I think I'm finally starting to get you. Each driver, no matter which car, will observe the same frequency of the radar beam bouncing back and forth.
But if you have an observer between both cars, which moves relative to the cars (for example stands still on the street) and who would intercept the radar waves, he'd indeed see a blue-shifted wave coming from the rear car and a red-shifted wave coming from the front one. Because then the observer moves relative to the reflector/emitter.
If you'd do the same with a perfectly bouncy tennis ball (or something like that xD) bouncing back and forth between both cars, each driver would see the ball incoming and outgoing with the same momentum, when both are driving at the same speed. But someone standing on the street between the cars will see the ball fly faster after bouncing off the rear car, than the other way round.
There's actually a momentum transfer between ball and cars or light and cars. If we tie both cars together then the light would alternately accellerate the two-car-construct this and that way. The radiation pressure as you said.

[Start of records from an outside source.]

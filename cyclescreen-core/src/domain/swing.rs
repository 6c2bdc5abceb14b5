//! Swing: a closed oversold → overbought cycle and its evaluated outcome.

use chrono::NaiveDate;
use serde::{Deserialize, Serialize};

/// A closed cycle: the oscillator dropped below the oversold threshold at
/// `start_index` and next reached the overbought threshold at `end_index`.
///
/// Invariant: `end_index > start_index` (and therefore `end_date > start_date`).
#[derive(Debug, Clone, Copy, PartialEq, Serialize, Deserialize)]
pub struct Swing {
    pub start_index: usize,
    pub start_date: NaiveDate,
    pub start_price: f64,
    pub end_index: usize,
    pub end_date: NaiveDate,
    pub end_price: f64,
}

impl Swing {
    /// Number of bars from the oversold cross to the overbought cross.
    pub fn bars_held(&self) -> usize {
        self.end_index - self.start_index
    }
}

/// A swing with its realized price return classified against a threshold.
#[derive(Debug, Clone, Copy, PartialEq, Serialize, Deserialize)]
pub struct SwingResult {
    #[serde(flatten)]
    pub swing: Swing,
    /// `(end_price / start_price - 1) * 100`
    pub return_pct: f64,
    pub is_hit: bool,
}
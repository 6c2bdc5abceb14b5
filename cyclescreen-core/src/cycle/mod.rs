//! Cycle detection and swing evaluation.
//!
//! The detector turns an oscillator series into closed oversold → overbought
//! intervals; the evaluator attaches the realized price return to each one.

pub mod detector;
pub mod evaluator;

pub use detector::{find_swings, CycleDetector, DetectorState, SwingSpan};
pub use evaluator::{evaluate_swing, evaluate_swings, return_pct};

I suppose this is what you meant with your ability to change the momentum of a photon without changing it's speed (assuming massless photons) and mass.
There was no need to make such a set-up, though. You just need a laser beam pointed at your chest. The laser only emits photons with the same frequency, but once you start moving toward the laser, the light appears blue-shifted to you and you experience higher radiation pressure.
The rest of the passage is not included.